CHAPTER 1
The Three E's
EACH OF THE "THREE E'S" also has broad applicability to metropolitan regions throughout the industrialized world. Virtually every North American metropolitan region, both large and small, faces similar concerns—among them are shifting employment prospects created by global competition, industry restructuring, and immigration; growing disparities between poor central cities and inner suburbs and rich outer suburbs; and sprawl and gridlock as a result of decentered, automobile-based growth. It has become clear that the "Three E's" now provide a universal context for discussing regional issues.
Economy
With national governments less able to regulate economic activity, regions have a growing need to develop their own strategies. They must focus on their particular advantages in the global marketplace—the clusters of related industries that anchor their economy, the talents of their population, and the character of their communities and environment—to move beyond policies that rely solely on tax cuts, business incentives, and promotional campaigns.
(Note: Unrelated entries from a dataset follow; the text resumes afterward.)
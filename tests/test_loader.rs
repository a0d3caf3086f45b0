//! Tests for the dataset loader and label derivation

use churnflow::pipeline::loader::load_customer_data;
use polars::prelude::*;
use std::path::Path;

mod common;

use common::*;

#[test]
fn loads_fixture_with_rows_and_columns() {
    let mut df = create_bank_dataframe(100);
    let (_temp_dir, csv_path) = create_temp_csv(&mut df);

    let loaded = load_customer_data(&csv_path, 100).unwrap();
    let (rows, cols) = loaded.shape();

    assert!(rows > 0);
    assert!(cols > 0);
    assert_eq!(rows, 100);
}

#[test]
fn index_column_is_dropped() {
    let mut df = create_bank_dataframe(20);
    let (_temp_dir, csv_path) = create_temp_csv(&mut df);

    let loaded = load_customer_data(&csv_path, 100).unwrap();
    let names: Vec<String> = loaded
        .get_column_names()
        .iter()
        .map(|s| s.to_string())
        .collect();

    assert!(!names.contains(&"CLIENTNUM".to_string()));
    assert!(names.contains(&"Churn".to_string()));
}

#[test]
fn churn_is_binary_and_matches_the_flag() {
    let mut df = create_bank_dataframe(100);
    let (_temp_dir, csv_path) = create_temp_csv(&mut df);

    let loaded = load_customer_data(&csv_path, 100).unwrap();

    let flags: Vec<String> = loaded
        .column("Attrition_Flag")
        .unwrap()
        .str()
        .unwrap()
        .into_iter()
        .map(|v| v.unwrap().to_string())
        .collect();
    let churn: Vec<i32> = loaded
        .column("Churn")
        .unwrap()
        .i32()
        .unwrap()
        .into_iter()
        .map(|v| v.unwrap())
        .collect();

    for (flag, label) in flags.iter().zip(churn.iter()) {
        assert!(*label == 0 || *label == 1);
        if flag == "Existing Customer" {
            assert_eq!(*label, 0);
        } else {
            assert_eq!(*label, 1);
        }
    }

    // The fixture churns 3 in 10 customers
    let positives: i32 = churn.iter().sum();
    assert_eq!(positives, 30);
}

#[test]
fn missing_file_raises_before_any_output() {
    let result = load_customer_data(Path::new("no/such/bank_data.csv"), 100);
    assert!(result.is_err());
}

#[test]
fn missing_attrition_flag_is_an_error() {
    let mut df = df! {
        "id" => [1i64, 2, 3],
        "Customer_Age" => [40.0f64, 50.0, 60.0],
    }
    .unwrap();
    let (_temp_dir, csv_path) = create_temp_csv(&mut df);

    let result = load_customer_data(&csv_path, 100);
    assert!(result.is_err());
    assert!(result
        .unwrap_err()
        .to_string()
        .contains("Attrition_Flag"));
}
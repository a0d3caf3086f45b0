//! Churnflow: Customer Churn Prediction Pipeline
//!
//! A batch pipeline that loads a customer dataset, derives a binary churn
//! label, renders exploratory plots, target-mean-encodes categorical
//! features, trains a grid-searched random forest and a logistic regression,
//! and writes evaluation reports plus serialized model artifacts.

pub mod cli;
pub mod model;
pub mod pipeline;
pub mod report;
pub mod utils;
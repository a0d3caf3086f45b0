//! Shared utilities - terminal styling, progress bars, stage logging

pub mod logging;
pub mod progress;
pub mod styling;

pub use logging::*;
pub use progress::*;
pub use styling::*;
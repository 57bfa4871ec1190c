//! Regex-driven code highlighting.
//!
//! Highlighting runs line by line in two stages. The first stage
//! ([`Highlighter::highlight`]) escapes literal angle brackets, claims `//`
//! comment tails, then applies every style's patterns in order, wrapping each
//! match in the style's start macro and the shared end macro. Each pattern is
//! applied as one non-overlapping sweep over the line, so already-inserted
//! macro text is never re-matched by the same pattern.
//!
//! The second stage ([`Highlighter::expand_macros`]) later converts all
//! macros — built-in and caller-supplied — into `<span class="...">` /
//! `</span>` pairs. The stages are separate because macro expansion runs over
//! whole element text, after the exporter decides whether highlighting was
//! enabled at all.

use crate::styles::{built_in_styles, CodeStyle, COMMENT_MARKER, STYLE_END_MACRO};
use apidoc_parser::markup::text::escape_angle_brackets;
use once_cell::sync::Lazy;
use regex::{Captures, Regex};

/// Platform line separator used to reassemble highlighted lines. Every line,
/// including the last, is followed by one separator.
#[cfg(windows)]
pub const LINE_SEPARATOR: &str = "\r\n";
#[cfg(not(windows))]
pub const LINE_SEPARATOR: &str = "\n";

#[derive(Debug, Clone)]
struct CompiledStyle {
    start_macro: String,
    regexes: Vec<Regex>,
}

/// Compile a style list, dropping patterns that fail to parse (a malformed
/// caller-supplied pattern degrades that pattern, never the whole export).
fn compile(styles: &[CodeStyle]) -> Vec<CompiledStyle> {
    styles
        .iter()
        .filter(|style| !style.patterns.is_empty())
        .map(|style| CompiledStyle {
            start_macro: style.start_macro.clone(),
            regexes: style
                .patterns
                .iter()
                .filter_map(|pattern| Regex::new(pattern).ok())
                .collect(),
        })
        .collect()
}

static BUILT_IN_COMPILED: Lazy<Vec<CompiledStyle>> = Lazy::new(|| compile(&built_in_styles()));

static COMMENT_START_MACRO: Lazy<Option<String>> = Lazy::new(|| {
    built_in_styles()
        .iter()
        .find(|style| style.is_comment)
        .map(|style| style.start_macro.clone())
});

/// Applies the built-in style table plus caller-supplied styles.
pub struct Highlighter {
    compiled: Vec<CompiledStyle>,
    spans: Vec<(String, String)>,
}

impl Highlighter {
    /// Build a highlighter for the built-in table followed by `extra_styles`,
    /// in the order supplied.
    pub fn new(extra_styles: &[CodeStyle]) -> Self {
        let mut compiled = BUILT_IN_COMPILED.clone();
        compiled.extend(compile(extra_styles));

        let mut spans: Vec<(String, String)> = built_in_styles()
            .iter()
            .map(|s| (s.start_macro.clone(), s.class_name.clone()))
            .collect();
        spans.extend(
            extra_styles
                .iter()
                .map(|s| (s.start_macro.clone(), s.class_name.clone())),
        );

        Self { compiled, spans }
    }

    /// Insert style macros into `text`, line by line.
    pub fn highlight(&self, text: &str) -> String {
        let mut out = String::with_capacity(text.len() + text.len() / 4);
        for line in text.split('\n') {
            let mut line = escape_angle_brackets(line);
            let mut comment_tail = String::new();

            if let Some(comment_macro) = COMMENT_START_MACRO.as_deref() {
                if let Some(pos) = line.find(COMMENT_MARKER) {
                    if pos == 0 {
                        out.push_str(comment_macro);
                        out.push_str(&line);
                        out.push_str(STYLE_END_MACRO);
                        out.push_str(LINE_SEPARATOR);
                        continue;
                    }
                    comment_tail =
                        format!("{comment_macro}{}{STYLE_END_MACRO}", &line[pos..]);
                    line.truncate(pos);
                }
            }

            for style in &self.compiled {
                for regex in &style.regexes {
                    line = regex
                        .replace_all(&line, |caps: &Captures<'_>| {
                            format!("{}{}{}", style.start_macro, &caps[0], STYLE_END_MACRO)
                        })
                        .into_owned();
                }
            }

            out.push_str(&line);
            out.push_str(&comment_tail);
            out.push_str(LINE_SEPARATOR);
        }
        out
    }

    /// Replace every known start macro with its `<span>` opener and the
    /// shared end macro with `</span>`. Macros never overlap, so the
    /// replacement order is irrelevant.
    pub fn expand_macros(&self, text: &str) -> String {
        let mut out = text.to_string();
        for (start_macro, class_name) in &self.spans {
            out = out.replace(start_macro, &format!("<span class=\"{class_name}\">"));
        }
        out.replace(STYLE_END_MACRO, "</span>")
    }
}

impl Default for Highlighter {
    fn default() -> Self {
        Self::new(&[])
    }
}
The right mix of investments in advanced infrastructure, workforce skills, and quality of life improvements are crucial to long-term success, and this will require collaborative relationships between business, government, and labor to succeed.
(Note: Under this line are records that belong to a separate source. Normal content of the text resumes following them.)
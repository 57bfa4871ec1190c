//! Navigation ordering and attribute resolution.
//!
//! Categories may declare `|Space` (visual separator) or `|<OtherTitle>`
//! (nest under that category). A category whose title is a single decimal
//! digit followed by a referenced attribute name is the *declared base* of
//! that group; the digit is the group's sort priority (0 first). Groups
//! without a declared base default to priority 9.
//!
//! [`resolve`] is a pure function: the parsed categories stay untouched and
//! the result is a view — resolved display titles (digit stripped from group
//! bases) plus the sidebar order as indices. Pages themselves render in
//! source declaration order; only the sidebar follows the grouping rule.

use apidoc_parser::markup::text::leading_priority_digit;
use apidoc_parser::markup::SPACE_ATTRIBUTE;
use apidoc_parser::Category;

/// Priority assigned to groups with no declared base (and to `Space`).
const DEFAULT_PRIORITY: u32 = 9;

/// Resolved presentation view over a parsed category list.
#[derive(Debug, Clone, PartialEq, Eq)]
pub struct Arrangement {
    /// Display title per category, in parse order. Identical to the parsed
    /// title except for declared group bases, which lose their digit.
    pub titles: Vec<String>,
    /// Sidebar order, as indices into the parsed category list.
    pub nav: Vec<usize>,
}

impl Arrangement {
    /// Resolved title for the category at parse index `index`.
    pub fn title(&self, index: usize) -> &str {
        &self.titles[index]
    }
}

/// Compute the navigation order and resolved titles for `categories`.
pub fn resolve(categories: &[Category]) -> Arrangement {
    let mut titles: Vec<String> = categories.iter().map(|c| c.title.clone()).collect();

    // Distinct attribute names, in first-appearance order.
    let mut attributes: Vec<&str> = Vec::new();
    for category in categories {
        if let Some(attribute) = category.parent_attribute.as_deref() {
            if !attributes.contains(&attribute) {
                attributes.push(attribute);
            }
        }
    }

    if attributes.is_empty() {
        return Arrangement {
            titles,
            nav: (0..categories.len()).collect(),
        };
    }

    // Find each group's declared base: a title of one priority digit plus
    // exactly the attribute name. The digit is stripped from the display
    // title; `Space` never forms a digit group.
    let mut groups: Vec<(&str, u32)> = Vec::new();
    for attribute in &attributes {
        let mut priority = DEFAULT_PRIORITY;
        if *attribute != SPACE_ATTRIBUTE {
            for (index, category) in categories.iter().enumerate() {
                if let Some((digit, rest)) = leading_priority_digit(&category.title) {
                    if rest == *attribute {
                        titles[index] = rest.to_string();
                        priority = digit;
                        break;
                    }
                }
            }
        }
        groups.push((attribute, priority));
    }

    // Stable sort fixes the group iteration order.
    groups.sort_by_key(|(_, priority)| *priority);

    let mut nav: Vec<usize> = Vec::new();
    let mut placed = vec![false; categories.len()];
    for (attribute, _) in &groups {
        // Base pass: the group's base plus any unconsumed plain or
        // Space-tagged categories, in original relative order.
        for (index, category) in categories.iter().enumerate() {
            if placed[index] {
                continue;
            }
            let eligible = titles[index] == *attribute
                || !category.has_attribute()
                || category.is_break();
            if !eligible {
                continue;
            }
            // A Space-tagged category that anchors some other group is
            // emitted by that group's base pass instead, never twice.
            if category.is_break()
                && titles[index] != *attribute
                && anchors_a_group(&titles[index], categories)
            {
                continue;
            }
            placed[index] = true;
            nav.push(index);
        }

        if *attribute == SPACE_ATTRIBUTE {
            continue;
        }

        // Child pass: everything nested under this group, in original order.
        for (index, category) in categories.iter().enumerate() {
            if !placed[index] && category.parent_attribute.as_deref() == Some(*attribute) {
                placed[index] = true;
                nav.push(index);
            }
        }
    }

    Arrangement { titles, nav }
}

fn anchors_a_group(title: &str, categories: &[Category]) -> bool {
    categories
        .iter()
        .any(|c| c.parent_attribute.as_deref() == Some(title))
}
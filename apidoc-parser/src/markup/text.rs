//! Small string transforms shared by the parser and the HTML exporter.

/// Replace newlines and indentation with their HTML-friendly counterparts.
///
/// Windows line endings are handled before bare `\n` so a `\r\n` pair maps to
/// a single `<br>`. Tabs and runs of four spaces both become `&emsp;`.
pub fn html_friendly(text: &str) -> String {
    text.replace("\r\n", "<br>")
        .replace('\n', "<br>")
        .replace('\t', "&emsp;")
        .replace("    ", "&emsp;")
}

/// Turn a category title into its output file stem: spaces become
/// underscores, surrounding whitespace is dropped.
pub fn slugify(title: &str) -> String {
    title.replace(' ', "_").trim().to_string()
}

/// Escape literal angle brackets so code text never collides with markup
/// generated later in the pipeline.
pub fn escape_angle_brackets(text: &str) -> String {
    text.replace('<', "&lt;").replace('>', "&gt;")
}

/// Split a title into its leading priority digit and the remainder.
///
/// Titles of length <= 1 never carry a priority digit; this guards real
/// one-character titles against being stripped.
pub fn leading_priority_digit(title: &str) -> Option<(u32, &str)> {
    let mut chars = title.chars();
    let first = chars.next()?;
    if chars.next().is_none() {
        return None;
    }
    let digit = first.to_digit(10)?;
    Some((digit, &title[first.len_utf8()..]))
}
The strategies outlined in this plan—maintaining a diverse, high-skill workforce, investing in an extensive but aging transit system, and energizing people's entrepreneurial talents with more efficient, flexible systems of governance—emerge from the particular strengths and industry profile of the Tri-State region.
Equity
Every world center faces daunting challenges to reverse the divisive trends resulting from economic transformation and global resettlement patterns. Global competition, technological change, and corporate restructuring have resulted in widening income disparities between the affluent and the poor, exacerbating long-standing racial and class divisions. Simultaneously, a handful of regions—including New York, Chicago, Miami, and Toronto—are attracting most of the vast number of immigrants flocking to North America, creating a truly multicultural society. Declining numbers of low-skill jobs, stagnant incomes for the middle-class, and increasing numbers of newcomers are creating larger concentrations of poor residents in metropolitan areas at a time when economic conditions are particularly fluid.
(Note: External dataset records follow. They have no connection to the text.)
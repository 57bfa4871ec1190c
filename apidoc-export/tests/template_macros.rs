//! Each of the four template macros must be detected independently.

use apidoc_export::template::{
    TemplateMacros, CATEGORIES_MACRO, CONTAINER_MACRO, HEAD_MACRO, TITLE_MACRO,
};
use apidoc_export::ExportError;
use rstest::rstest;

fn full_template() -> Vec<String> {
    [
        "<title>|PAGE_HEAD|</title>",
        "<h1>|DOCS_TITLE|</h1>",
        "<!--CATEGORIES-->",
        "<main>",
        "<!--CONTAINER-->",
        "</main>",
    ]
    .iter()
    .map(|l| l.to_string())
    .collect()
}

#[test]
fn complete_template_scans_cleanly() {
    assert!(TemplateMacros::scan(&full_template()).is_ok());
}

#[rstest]
#[case(HEAD_MACRO)]
#[case(TITLE_MACRO)]
#[case(CATEGORIES_MACRO)]
#[case(CONTAINER_MACRO)]
fn each_missing_macro_is_reported_by_name(#[case] macro_text: &'static str) {
    let template: Vec<String> = full_template()
        .into_iter()
        .filter(|line| !line.contains(macro_text))
        .collect();

    let err = TemplateMacros::scan(&template).unwrap_err();
    assert_eq!(err, ExportError::MissingMacro(macro_text));
    assert!(format!("{err}").contains(macro_text));
}
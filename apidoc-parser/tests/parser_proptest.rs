//! Property-based tests for the markup parser.
//!
//! Body lines are drawn from an alphabet that cannot collide with any
//! directive marker (`|`, `>`, `<` and `=` are excluded), so every generated
//! line must land verbatim in the open element's text.

use apidoc_parser::{parse_lines, parse_str};
use proptest::prelude::*;

proptest! {
    #[test]
    fn body_lines_round_trip_into_element_text(
        body in proptest::collection::vec("[a-zA-Z0-9 ,.;:]{0,40}", 0..12)
    ) {
        let mut lines = vec![
            "> DOCUMENT DATA <".to_string(),
            "|>Category".to_string(),
            "|#Text=first".to_string(),
        ];
        lines.extend(body.iter().cloned());

        let doc = parse_lines(&lines);
        let mut expected = String::from("first");
        for line in &body {
            expected.push('\n');
            expected.push_str(line);
        }
        prop_assert_eq!(doc.category_count(), 1);
        prop_assert_eq!(&doc.categories[0].elements[0].text, &expected);
    }

    #[test]
    fn category_count_matches_directive_count(count in 1usize..20) {
        let mut source = String::from("> DOCUMENT DATA <\n");
        for i in 0..count {
            source.push_str(&format!("|>Category {i}\n"));
        }
        let doc = parse_str(&source);
        prop_assert_eq!(doc.category_count(), count);
    }

    #[test]
    fn preamble_never_produces_categories(
        preamble in proptest::collection::vec("[a-zA-Z0-9 |>#=<]{0,30}", 0..10)
    ) {
        // Without the exact data marker line, nothing is read at all.
        let filtered: Vec<String> = preamble
            .into_iter()
            .filter(|l| l.trim() != "> DOCUMENT DATA <")
            .collect();
        let doc = parse_lines(&filtered);
        prop_assert!(doc.is_empty());
    }
}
New residents bring with them enormous talent and cultural diversity—New York City, for one, could never have come into being without them. However, accommodating new residents requires new investments in schools, in workforce training, and in housing and public services. Federal funding has not been provided for these purposes. Localities have been left to deal with these new demands while conditions for many native-born residents are worsening, particularly for those in low-skill jobs. The benefits of immigration are certainly worth the effort to address its short-term costs, but it is equally important to ensure that people already here have the same kind of amenities and opportunities that we extend to newcomers.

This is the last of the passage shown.